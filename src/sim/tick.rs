//! Fixed-step match tick and turn state machine
//!
//! Player actions are only honoured for the player whose turn it is.
//! While a shot is airborne the tick delegates to the ballistics step and
//! hands the turn over once the flight ends.

use super::ballistics::{FlightOutcome, step_projectile};
use super::state::{GameState, MatchState, PlayerId, Projectile};

/// Input commands for a single tick, applied to the active player
#[derive(Debug, Clone, Default)]
pub struct TickInput {
    /// Degrees to add to the barrel angle
    pub aim_delta: f32,
    /// Power to add
    pub power_delta: f32,
    /// Fire the current shot
    pub fire: bool,
    /// Throw the match away and start a new one
    pub reset: bool,
}

/// Nudge a player's aim; ignored unless it is their turn
pub fn adjust_aim(state: &mut GameState, player: PlayerId, delta: f32) -> bool {
    if state.state.active_player() != Some(player) {
        return false;
    }
    state.tank_mut(player).adjust_aim(delta);
    true
}

/// Nudge a player's power; ignored unless it is their turn
pub fn adjust_power(state: &mut GameState, player: PlayerId, delta: f32) -> bool {
    if state.state.active_player() != Some(player) {
        return false;
    }
    state.tank_mut(player).adjust_power(delta);
    true
}

/// Launch the active player's shot
///
/// Refused when it is not `player`'s turn or they are out of shots. The
/// current weather is frozen into the projectile for its whole flight.
pub fn fire(state: &mut GameState, player: PlayerId) -> bool {
    if state.state.active_player() != Some(player) {
        return false;
    }
    let environment = state.environment;
    let tank = state.tank_mut(player);
    if tank.shots_left == 0 {
        return false;
    }

    tank.shots_left -= 1;
    let big_shot = tank.big_shot_ready();
    if big_shot {
        tank.consecutive_hits = 0;
    }

    let projectile = Projectile::launch(tank, environment, big_shot);
    log::info!(
        "{:?} fires (angle {:.0}, power {:.0}, big {}), {} shots left",
        player,
        tank.angle,
        tank.power,
        big_shot,
        tank.shots_left
    );

    state.projectile = Some(projectile);
    state.state = MatchState::ProjectileAirborne;
    true
}

/// Replace the whole match with a fresh one
pub fn request_reset(state: &mut GameState) {
    let seed = state.next_match_seed();
    let settings = state.settings.clone();
    log::info!("Match reset requested");
    *state = GameState::with_settings(seed, settings);
}

/// Advance the match by one fixed timestep
///
/// Returns the flight outcome when a shot was in the air this tick.
pub fn tick(state: &mut GameState, input: &TickInput) -> Option<FlightOutcome> {
    if input.reset {
        request_reset(state);
        return None;
    }

    if state.state == MatchState::GameOver {
        return None;
    }

    state.time_ticks += 1;

    if let Some(player) = state.state.active_player() {
        if input.aim_delta != 0.0 {
            adjust_aim(state, player, input.aim_delta);
        }
        if input.power_delta != 0.0 {
            adjust_power(state, player, input.power_delta);
        }
        if input.fire {
            fire(state, player);
        }
        return None;
    }

    // ProjectileAirborne
    let Some(mut projectile) = state.projectile.take() else {
        // Nothing in the air; hand the turn back to player one
        log::warn!("Airborne state without a projectile");
        state.state = MatchState::Player1Turn;
        return None;
    };

    let outcome = step_projectile(
        &mut projectile,
        &mut state.terrain,
        &mut state.tank1,
        &mut state.tank2,
    );

    if outcome.is_terminal() {
        end_flight(state, projectile.owner);
    } else {
        state.projectile = Some(projectile);
    }
    Some(outcome)
}

/// Flight is over: finish the match or pass the turn
fn end_flight(state: &mut GameState, owner: PlayerId) {
    state.projectile = None;

    let t1 = &state.tank1;
    let t2 = &state.tank2;
    if !t1.is_alive() || !t2.is_alive() || (t1.shots_left == 0 && t2.shots_left == 0) {
        state.state = MatchState::GameOver;
        log::info!(
            "Game over after {} ticks: {:?} (health {:.0} vs {:.0})",
            state.time_ticks,
            state.outcome(),
            state.tank1.health,
            state.tank2.health
        );
        return;
    }

    let next = owner.opponent();
    state.state = next.turn();
    state.reroll_environment();
    state.drop_tanks_to_ground();
    log::info!(
        "{:?} to play: wind {}, gravity {:.1}G",
        next,
        state.environment.wind_strength(),
        state.environment.gravity_g()
    );
}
■ ■ ■ ■ ■ ■ ■
-- How to complete this task --
Print each entry exactly as it appears above.

-- Task response --
filename src/sim/tick.rs
//! Fixed-step match tick and turn state machine
//!
//! Player actions are only honoured for the player whose turn it is.
//! While a shot is airborne the tick delegates to the ballistics step and
//! hands the turn over once the flight ends.

use super::ballistics::{FlightOutcome, step_projectile};
use super::state::{GameState, MatchState, PlayerId, Projectile};

/// Input commands for a single tick, applied to the active player
#[derive(Debug, Clone, Default)]
pub struct TickInput {
    /// Degrees to add to the barrel angle
    pub aim_delta: f32,
    /// Power to add
    pub power_delta: f32,
    /// Fire the current shot
    pub fire: bool,
    /// Throw the match away and start a new one
    pub reset: bool,
}

/// Nudge a player's aim; ignored unless it is their turn
pub fn adjust_aim(state: &mut GameState, player: PlayerId, delta: f32) -> bool {
    if state.state.active_player() != Some(player) {
        return false;
    }
    state.tank_mut(player).adjust_aim(delta);
    true
}

/// Nudge a player's power; ignored unless it is their turn
pub fn adjust_power(state: &mut GameState, player: PlayerId, delta: f32) -> bool {
    if state.state.active_player() != Some(player) {
        return false;
    }
    state.tank_mut(player).adjust_power(delta);
    true
}

/// Launch the active player's shot
///
/// Refused when it is not `player`'s turn or they are out of shots. The
/// current weather is frozen into the projectile for its whole flight.
pub fn fire(state: &mut GameState, player: PlayerId) -> bool {
    if state.state.active_player() != Some(player) {
        return false;
    }
    let environment = state.environment;
    let tank = state.tank_mut(player);
    if tank.shots_left == 0 {
        return false;
    }

    tank.shots_left -= 1;
    let big_shot = tank.big_shot_ready();
    if big_shot {
        tank.consecutive_hits = 0;
    }

    let projectile = Projectile::launch(tank, environment, big_shot);
    log::info!(
        "{:?} fires (angle {:.0}, power {:.0}, big {}), {} shots left",
        player,
        tank.angle,
        tank.power,
        big_shot,
        tank.shots_left
    );

    state.projectile = Some(projectile);
    state.state = MatchState::ProjectileAirborne;
    true
}

/// Replace the whole match with a fresh one
pub fn request_reset(state: &mut GameState) {
    let seed = state.next_match_seed();
    let settings = state.settings.clone();
    log::info!("Match reset requested");
    *state = GameState::with_settings(seed, settings);
}

/// Advance the match by one fixed timestep
///
/// Returns the flight outcome when a shot was in the air this tick.
pub fn tick(state: &mut GameState, input: &TickInput) -> Option<FlightOutcome> {
    if input.reset {
        request_reset(state);
        return None;
    }

    if state.state == MatchState::GameOver {
        return None;
    }

    state.time_ticks += 1;

    if let Some(player) = state.state.active_player() {
        if input.aim_delta != 0.0 {
            adjust_aim(state, player, input.aim_delta);
        }
        if input.power_delta != 0.0 {
            adjust_power(state, player, input.power_delta);
        }
        if input.fire {
            fire(state, player);
        }
        return None;
    }

    // ProjectileAirborne
    let Some(mut projectile) = state.projectile.take() else {
        // Nothing in the air; hand the turn back to player one
        log::warn!("Airborne state without a projectile");
        state.state = MatchState::Player1Turn;
        return None;
    };

    let outcome = step_projectile(
        &mut projectile,
        &mut state.terrain,
        &mut state.tank1,
        &mut state.tank2,
    );

    if outcome.is_terminal() {
        end_flight(state, projectile.owner);
    } else {
        state.projectile = Some(projectile);
    }
    Some(outcome)
}

/// Flight is over: finish the match or pass the turn
fn end_flight(state: &mut GameState, owner: PlayerId) {
    state.projectile = None;

    let t1 = &state.tank1;
    let t2 = &state.tank2;
    if !t1.is_alive() || !t2.is_alive() || (t1.shots_left == 0 && t2.shots_left == 0) {
        state.state = MatchState::GameOver;
        log::info!(
            "Game over after {} ticks: {:?} (health {:.0} vs {:.0})",
            state.time_ticks,
            state.outcome(),
            state.tank1.health,
            state.tank2.health
        );
        return;
    }

    let next = owner.opponent();
    state.state = next.turn();
    state.reroll_environment();
    state.drop_tanks_to_ground();
    log::info!(
        "{:?} to play: wind {}, gravity {:.1}G",
        next,
        state.environment.wind_strength(),
        state.environment.gravity_g()
    );
}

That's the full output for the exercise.